Where does the string "confidence" occur in the records? Copy each line that holds it.

= = = = = = =

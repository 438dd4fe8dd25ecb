pub mod email;
pub mod pdf;

use time::OffsetDateTime;
use time::macros::format_description;

use crate::core::db::DetectionRecord;
use crate::models::{Gender, PatientInfo, Severity};
use crate::severity::Assessment;

pub use email::{EmailConfig, EmailNotifier, NotificationOutcome, Notifier};
pub use pdf::assemble_pdf;

/// Fixed disclaimer closing every report.
pub const DISCLAIMER: &str = "This report is generated by an automated system and should not be \
    used as the sole basis for medical decisions. Please consult with a healthcare professional \
    for proper diagnosis and treatment options.";

/// The fields a report shows, whether it comes from a fresh analysis or a
/// stored record.
#[derive(Debug, Clone, PartialEq)]
pub struct ReportData {
    pub patient_name: String,
    pub patient_age: Option<u8>,
    pub patient_gender: Option<Gender>,
    pub detection_time: Option<OffsetDateTime>,
    pub tumor_lengths: Vec<f64>,
    pub severity: Option<Severity>,
    pub recommendation: Option<String>,
}

impl ReportData {
    pub fn from_analysis(
        patient: &PatientInfo,
        assessment: &Assessment,
        detection_time: OffsetDateTime,
    ) -> Self {
        Self {
            patient_name: patient.name.clone(),
            patient_age: Some(patient.age),
            patient_gender: Some(patient.gender),
            detection_time: Some(detection_time),
            tumor_lengths: assessment.lengths().to_vec(),
            severity: Some(assessment.severity()),
            recommendation: Some(assessment.recommendation().to_string()),
        }
    }

    pub fn tumor_count(&self) -> usize {
        self.tumor_lengths.len()
    }

    pub fn age_text(&self) -> String {
        self.patient_age
            .map(|a| a.to_string())
            .unwrap_or_else(|| "N/A".to_string())
    }

    pub fn gender_text(&self) -> &str {
        self.patient_gender.map(|g| g.as_str()).unwrap_or("N/A")
    }

    pub fn severity_text(&self) -> &str {
        self.severity.map(|s| s.label()).unwrap_or("N/A")
    }

    pub fn recommendation_text(&self) -> &str {
        self.recommendation.as_deref().unwrap_or("N/A")
    }

    /// `YYYY-MM-DD HH:MM:SS`, or "N/A" when the time is unknown.
    pub fn date_text(&self) -> String {
        self.detection_time
            .and_then(|t| {
                t.format(format_description!(
                    "[year]-[month]-[day] [hour]:[minute]:[second]"
                ))
                .ok()
            })
            .unwrap_or_else(|| "N/A".to_string())
    }

    /// One line per tumor, numbered from 1.
    pub fn measurement_lines(&self) -> Vec<String> {
        self.tumor_lengths
            .iter()
            .enumerate()
            .map(|(i, length)| format!("Tumor {}: {:.2} pixels", i + 1, length))
            .collect()
    }
}

impl From<&DetectionRecord> for ReportData {
    fn from(record: &DetectionRecord) -> Self {
        Self {
            patient_name: record.patient_name.clone(),
            patient_age: record.patient_age,
            patient_gender: record.patient_gender,
            detection_time: record.detection_time,
            tumor_lengths: record.tumor_lengths.clone(),
            severity: record.severity,
            recommendation: record.recommendation.clone(),
        }
    }
}
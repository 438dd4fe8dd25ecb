use thiserror::Error;

/// Input problems detected before any side effect happens.
#[derive(Error, Debug, Clone, PartialEq)]
pub enum ValidationError {
    #[error("Please enter the patient's name")]
    EmptyPatientName,

    #[error("Please enter an email address to receive the report")]
    EmptyEmail,

    #[error("Patient age must be between 0 and 120, got {0}")]
    AgeOutOfRange(i64),

    #[error("Image dimensions must be positive, got {height}x{width}")]
    InvalidDimensions { height: i64, width: i64 },

    #[error("Cannot classify severity without any measurements")]
    EmptyMeasurements,

    #[error("Measurement {index} is not a finite non-negative length: {value}")]
    InvalidMeasurement { index: usize, value: f64 },
}

#[derive(Error, Debug)]
pub enum AnalysisError {
    #[error(transparent)]
    Validation(#[from] ValidationError),

    #[error("Detector failed: {0}")]
    Detector(#[source] anyhow::Error),

    #[error("Detector did not finish within {0} seconds")]
    DetectorTimeout(u64),

    #[error("Failed to encode processed image: {0}")]
    Encoding(#[from] image::ImageError),

    #[error("Failed to assemble report: {0}")]
    Report(#[source] anyhow::Error),

    #[error("Failed to store detection record: {0}")]
    Store(#[source] anyhow::Error),
}
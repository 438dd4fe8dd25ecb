pub mod migrations;
mod record;
mod state;

use std::cmp::Ordering;
use std::path::Path;

use sqlx::Connection;
use state::StoreState;
use time::OffsetDateTime;

pub use migrations::{MIGRATIONS, Migration, MigrationStep};
pub use record::{
    DetectionRecord, NewDetection, RecordRepository, format_timestamp, parse_timestamp,
};

/// Default file name of the local record store.
pub const DEFAULT_DB_FILE: &str = "tumor_detection.db";

/// File-backed store of detection records.
#[derive(Debug)]
pub struct RecordStore {
    state: StoreState,
}

impl RecordStore {
    /// Open (creating if needed) and migrate the store at `db_file`.
    pub async fn open<P: AsRef<Path>>(db_file: P) -> anyhow::Result<Self> {
        let store = Self {
            state: StoreState::new(db_file)?,
        };
        store.initialize().await?;
        Ok(store)
    }

    pub fn path(&self) -> &Path {
        self.state.db_file()
    }

    /// Column names currently present in the detections table.
    pub async fn columns(&self) -> anyhow::Result<Vec<String>> {
        let mut conn = self.state.conn().await?;
        let columns = migrations::columns(&mut conn).await?;
        conn.close().await?;
        Ok(columns)
    }

    /// Migrations not yet reflected in the on-disk schema.
    pub async fn pending_migrations(&self) -> anyhow::Result<Vec<Migration>> {
        let mut conn = self.state.conn().await?;
        let pending = migrations::pending(&mut conn).await?;
        conn.close().await?;
        Ok(pending)
    }

    pub async fn schema_version(&self) -> anyhow::Result<i64> {
        let mut conn = self.state.conn().await?;
        let version = migrations::schema_version(&mut conn).await?;
        conn.close().await?;
        Ok(version)
    }

    /// Look up one record by id.
    pub async fn find(&self, id: i64) -> anyhow::Result<Option<DetectionRecord>> {
        Ok(self.list_all().await?.into_iter().find(|r| r.id == id))
    }
}

impl RecordRepository for RecordStore {
    async fn initialize(&self) -> anyhow::Result<()> {
        let mut conn = self.state.conn().await?;
        let mut tx = conn.begin().await?;
        let applied = migrations::run(&mut *tx).await?;
        tx.commit().await?;
        conn.close().await?;

        if applied.is_empty() {
            tracing::debug!(db = ?self.path(), "record store schema up to date");
        } else {
            tracing::info!(db = ?self.path(), applied = applied.len(), "record store migrated");
        }
        Ok(())
    }

    async fn insert(&self, record: &NewDetection) -> anyhow::Result<i64> {
        let detection_time = record
            .detection_time
            .unwrap_or_else(OffsetDateTime::now_utc);
        let detection_time = format_timestamp(detection_time)?;
        let lengths = serde_json::to_string(record.assessment.lengths())?;
        let severity = record.assessment.severity();

        let mut conn = self.state.conn().await?;
        let id = sqlx::query(
            "INSERT INTO detections (patient_name, patient_age, patient_gender, tumor_count, \
             tumor_lengths, detection_time, processed_image, severity, recommendation) \
             VALUES ($1, $2, $3, $4, $5, $6, $7, $8, $9)",
        )
        .bind(record.patient.name.as_str())
        .bind(i64::from(record.patient.age))
        .bind(record.patient.gender.as_str())
        .bind(record.assessment.tumor_count() as i64)
        .bind(lengths)
        .bind(detection_time)
        .bind(record.processed_image.as_deref())
        .bind(severity.label())
        .bind(severity.recommendation())
        .execute(&mut conn)
        .await?
        .last_insert_rowid();
        conn.close().await?;

        tracing::info!(id, severity = severity.label(), "stored detection record");
        Ok(id)
    }

    async fn list_all(&self) -> anyhow::Result<Vec<DetectionRecord>> {
        let mut conn = self.state.conn().await?;
        let rows = sqlx::query(
            "SELECT id, patient_name, patient_age, patient_gender, tumor_lengths, \
             detection_time, processed_image, severity, recommendation \
             FROM detections ORDER BY id DESC",
        )
        .fetch_all(&mut conn)
        .await?;
        conn.close().await?;

        let mut records = rows
            .iter()
            .map(DetectionRecord::from_row)
            .collect::<anyhow::Result<Vec<_>>>()?;
        // Newest first; rows without a readable time go last
        records.sort_by(|a, b| match (a.detection_time, b.detection_time) {
            (Some(a), Some(b)) => b.cmp(&a),
            (Some(_), None) => Ordering::Less,
            (None, Some(_)) => Ordering::Greater,
            (None, None) => Ordering::Equal,
        });
        Ok(records)
    }

    async fn clear_all(&self) -> anyhow::Result<u64> {
        let mut conn = self.state.conn().await?;
        let deleted = sqlx::query("DELETE FROM detections")
            .execute(&mut conn)
            .await?
            .rows_affected();
        conn.close().await?;

        tracing::warn!(deleted, "cleared detection history");
        Ok(deleted)
    }
}
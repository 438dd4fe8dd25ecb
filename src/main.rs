use std::path::{Path, PathBuf};
use std::sync::Arc;
use std::time::Duration;

use anyhow::Context;
use clap::{Args, Parser, Subcommand};
use image::ImageReader;
use time::Date;
use time::macros::format_description;
use tracing_subscriber::EnvFilter;

use tumorscan::analysis::{AnalysisConfig, AnalysisOutcome, Analyzer};
use tumorscan::core::db::{DEFAULT_DB_FILE, RecordRepository, RecordStore};
use tumorscan::detection::model::DEFAULT_MODEL_PATH;
use tumorscan::detection::steps::Enhancement;
use tumorscan::detection::{DetectorConfig, RtenDetector};
use tumorscan::history::{ClearRequest, HistoryFilter, HistoryStats};
use tumorscan::measure::Annotator;
use tumorscan::report::email::{self, DEFAULT_SMTP_HOST};
use tumorscan::report::{EmailConfig, EmailNotifier, ReportData, assemble_pdf};
use tumorscan::{Gender, PatientInfo, Pipeline, Severity};

#[derive(Parser)]
#[command(name = "tumorscan")]
#[command(about = "Detect brain tumors in MRI scans and keep a history of reports")]
struct Cli {
    /// Record store file
    #[arg(long, global = true, value_name = "FILE", default_value = DEFAULT_DB_FILE)]
    db: PathBuf,

    /// More log output (-v info, -vv debug). RUST_LOG takes precedence
    #[arg(short, long, global = true, action = clap::ArgAction::Count)]
    verbose: u8,

    #[command(subcommand)]
    command: Command,
}

#[derive(Subcommand)]
enum Command {
    /// Run tumor detection on a scan, store the result and send the report
    Detect(DetectArgs),
    /// Apply image enhancement filters to a scan
    Enhance(EnhanceArgs),
    /// Inspect or clear past detections
    #[command(subcommand)]
    History(HistoryCommand),
}

#[derive(Args)]
struct DetectArgs {
    /// Path to input image file
    #[arg(value_name = "IMAGE")]
    image_path: PathBuf,

    #[arg(long)]
    name: String,

    #[arg(long)]
    age: i64,

    /// Male, Female or Other
    #[arg(long)]
    gender: Gender,

    /// Recipient of the report
    #[arg(long)]
    email: String,

    /// Also write the annotated image and PDF here
    #[arg(long, value_name = "DIR")]
    out_dir: Option<PathBuf>,

    #[arg(long, value_name = "FILE", default_value = DEFAULT_MODEL_PATH)]
    model: PathBuf,

    #[arg(long, default_value_t = 0.25)]
    confidence: f32,

    #[arg(long, default_value_t = 0.45)]
    iou: f32,

    #[arg(long, default_value_t = 640)]
    input_size: u32,

    /// Seconds to wait for the detector
    #[arg(long, default_value_t = 120)]
    detector_timeout: u64,

    /// TTF/OTF font for the area labels (boxes only without it)
    #[arg(long, value_name = "FILE")]
    font: Option<PathBuf>,

    #[arg(long, env = "EMAIL_ADDRESS", hide_env_values = true)]
    sender: Option<String>,

    #[arg(long, env = "EMAIL_PASSWORD", hide_env_values = true)]
    sender_password: Option<String>,

    #[arg(long, env = "SMTP_HOST", default_value = DEFAULT_SMTP_HOST)]
    smtp_host: String,
}

#[derive(Args)]
struct EnhanceArgs {
    #[arg(value_name = "IMAGE")]
    image_path: PathBuf,

    /// Filters to apply in order
    #[arg(long = "filter", value_enum, required = true)]
    filters: Vec<Enhancement>,

    /// Where to write the result
    #[arg(long, value_name = "PNG")]
    out: PathBuf,

    /// Save debug outputs to directory (must be empty)
    #[arg(long, value_name = "DIR")]
    debug_out: Option<PathBuf>,
}

#[derive(Subcommand)]
enum HistoryCommand {
    /// List stored detections, newest first
    List {
        /// First day to include (YYYY-MM-DD)
        #[arg(long, value_parser = parse_date)]
        from: Option<Date>,

        /// Last day to include (YYYY-MM-DD)
        #[arg(long, value_parser = parse_date)]
        to: Option<Date>,

        #[arg(long)]
        severity: Option<Severity>,

        /// Patient name contains
        #[arg(long)]
        name: Option<String>,

        /// Print summary statistics instead of rows
        #[arg(long)]
        stats: bool,
    },
    /// Delete every stored detection
    Clear {
        /// Confirm the deletion
        #[arg(long)]
        yes: bool,
    },
    /// Write a stored detection's image and a fresh PDF report
    Export {
        id: i64,

        #[arg(long, value_name = "DIR")]
        out_dir: PathBuf,
    },
}

fn parse_date(value: &str) -> Result<Date, String> {
    Date::parse(value, format_description!("[year]-[month]-[day]"))
        .map_err(|e| format!("expected YYYY-MM-DD: {e}"))
}

fn init_tracing(verbose: u8) {
    let level = match verbose {
        0 => "warn",
        1 => "info",
        _ => "debug",
    };
    let filter = EnvFilter::try_from_default_env()
        .unwrap_or_else(|_| EnvFilter::new(format!("warn,tumorscan={level}")));
    tracing_subscriber::fmt()
        .with_env_filter(filter)
        .with_target(false)
        .init();
}

#[tokio::main]
async fn main() -> anyhow::Result<()> {
    let cli = Cli::parse();
    init_tracing(cli.verbose);

    match cli.command {
        Command::Detect(args) => detect(&cli.db, args).await,
        Command::Enhance(args) => enhance(args),
        Command::History(cmd) => history(&cli.db, cmd).await,
    }
}

async fn detect(db: &Path, args: DetectArgs) -> anyhow::Result<()> {
    let patient = PatientInfo::new(&args.name, args.age, args.gender)?;

    let img = ImageReader::open(&args.image_path)
        .with_context(|| format!("Failed to open {}", args.image_path.display()))?
        .decode()
        .map_err(|e| anyhow::anyhow!("Failed to decode image: {}", e))?;
    tracing::info!(width = img.width(), height = img.height(), "image loaded");

    let detector = RtenDetector::load(
        &args.model,
        DetectorConfig {
            input_size: args.input_size,
            confidence_threshold: args.confidence,
            iou_threshold: args.iou,
        },
    )?;
    let annotator = match &args.font {
        Some(path) => Annotator::from_font_file(path)?,
        None => Annotator::boxes_only(),
    };
    let notifier = EmailNotifier::new(EmailConfig {
        sender_address: args.sender.filter(|s| !s.is_empty()),
        sender_password: args.sender_password.filter(|s| !s.is_empty()),
        smtp_host: args.smtp_host,
    });
    let store = RecordStore::open(db).await?;

    let analyzer = Analyzer::new(Arc::new(detector), store, Arc::new(notifier))
        .with_annotator(annotator)
        .with_config(AnalysisConfig {
            detector_timeout: Duration::from_secs(args.detector_timeout),
        });

    match analyzer.analyze(&img, &patient, &args.email).await? {
        AnalysisOutcome::NoTumorDetected { annotated } => {
            println!("No tumor detected.");
            if let Some(dir) = &args.out_dir {
                std::fs::create_dir_all(dir)?;
                let path = dir.join(format!(
                    "tumor_detection_{}.png",
                    email::safe_file_stem(&patient.name)
                ));
                annotated.save(&path)?;
                println!("Processed image: {}", path.display());
            }
        }
        AnalysisOutcome::Detected(result) => {
            let assessment = &result.assessment;
            println!("\n=== Brain Tumor Detection Results ===");
            println!("Record ID: {}", result.record_id);
            println!("Tumors detected: {}", assessment.tumor_count());
            for line in result.report.measurement_lines() {
                println!("  {}", line);
            }
            println!("Largest: {:.2} px, average: {:.2} px", assessment.largest(), assessment.average());
            println!(
                "Tumor area: {:.2}% of image - {}",
                assessment.percentage(),
                assessment.severity()
            );
            println!("Recommendation: {}", assessment.recommendation());
            println!("Email: {}", result.notification.message);

            if let Some(dir) = &args.out_dir {
                write_report_files(dir, &result.report, &result.annotated_png, &result.pdf)?;
            }
        }
    }

    Ok(())
}

fn enhance(args: EnhanceArgs) -> anyhow::Result<()> {
    let img = ImageReader::open(&args.image_path)
        .with_context(|| format!("Failed to open {}", args.image_path.display()))?
        .decode()
        .map_err(|e| anyhow::anyhow!("Failed to decode image: {}", e))?;

    let mut pipeline = Pipeline::new();
    if let Some(dir) = args.debug_out {
        pipeline = pipeline.with_debug(dir)?;
    }
    for filter in &args.filters {
        pipeline = pipeline.add_step(filter.step());
    }

    let result = pipeline.run(img)?;
    result
        .image
        .save(&args.out)
        .map_err(|e| anyhow::anyhow!("Failed to save {}: {}", args.out.display(), e))?;
    println!("Applied {} -> {}", pipeline.step_names().join(", "), args.out.display());
    Ok(())
}

async fn history(db: &Path, cmd: HistoryCommand) -> anyhow::Result<()> {
    let store = RecordStore::open(db).await?;

    match cmd {
        HistoryCommand::List {
            from,
            to,
            severity,
            name,
            stats,
        } => {
            let records = store.list_all().await?;
            let filter = HistoryFilter {
                from,
                to,
                severity,
                name_contains: name,
            };
            let selected = filter.apply(&records);

            if stats {
                let stats = HistoryStats::compute(selected.iter().copied());
                println!("Total records: {}", stats.total);
                println!("Average tumors per scan: {:.2}", stats.average_tumor_count);
                println!("High severity cases: {}", stats.high_severity);
                for (severity, count) in &stats.by_severity {
                    println!("  {}: {}", severity, count);
                }
                for (month, count) in &stats.by_month {
                    println!("  {}: {}", month, count);
                }
                return Ok(());
            }

            if selected.is_empty() {
                println!("No detection history available.");
                return Ok(());
            }
            for record in selected {
                let data = ReportData::from(record);
                println!(
                    "#{:<5} {:<20} {:<4} {:<7} {:<20} tumors: {:<3} {}",
                    record.id,
                    data.patient_name,
                    data.age_text(),
                    data.gender_text(),
                    data.date_text(),
                    data.tumor_count(),
                    data.severity_text(),
                );
            }
        }
        HistoryCommand::Clear { yes } => {
            let request = ClearRequest::new();
            if !yes {
                println!("{}", ClearRequest::WARNING);
                println!("Re-run with --yes to delete all records.");
                request.cancel();
                return Ok(());
            }
            let deleted = request.confirm(&store).await?;
            println!("Deleted {} records.", deleted);
        }
        HistoryCommand::Export { id, out_dir } => {
            let record = store
                .find(id)
                .await?
                .ok_or_else(|| anyhow::anyhow!("No detection record with id {}", id))?;
            let data = ReportData::from(&record);
            let png = record.processed_image.as_deref();
            let pdf = assemble_pdf(&data, png)?;
            write_report_files(&out_dir, &data, png.unwrap_or_default(), &pdf)?;
        }
    }

    Ok(())
}

fn write_report_files(dir: &Path, data: &ReportData, png: &[u8], pdf: &[u8]) -> anyhow::Result<()> {
    std::fs::create_dir_all(dir)
        .with_context(|| format!("Failed to create {}", dir.display()))?;

    if !png.is_empty() {
        let path = dir.join(email::image_attachment_name(data));
        std::fs::write(&path, png)?;
        println!("Processed image: {}", path.display());
    }
    let path = dir.join(email::pdf_attachment_name(data));
    std::fs::write(&path, pdf)?;
    println!("PDF report: {}", path.display());
    Ok(())
}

= = = = = = =

*Answer to this exercise*:
    confidence: f32,
            confidence_threshold: args.confidence,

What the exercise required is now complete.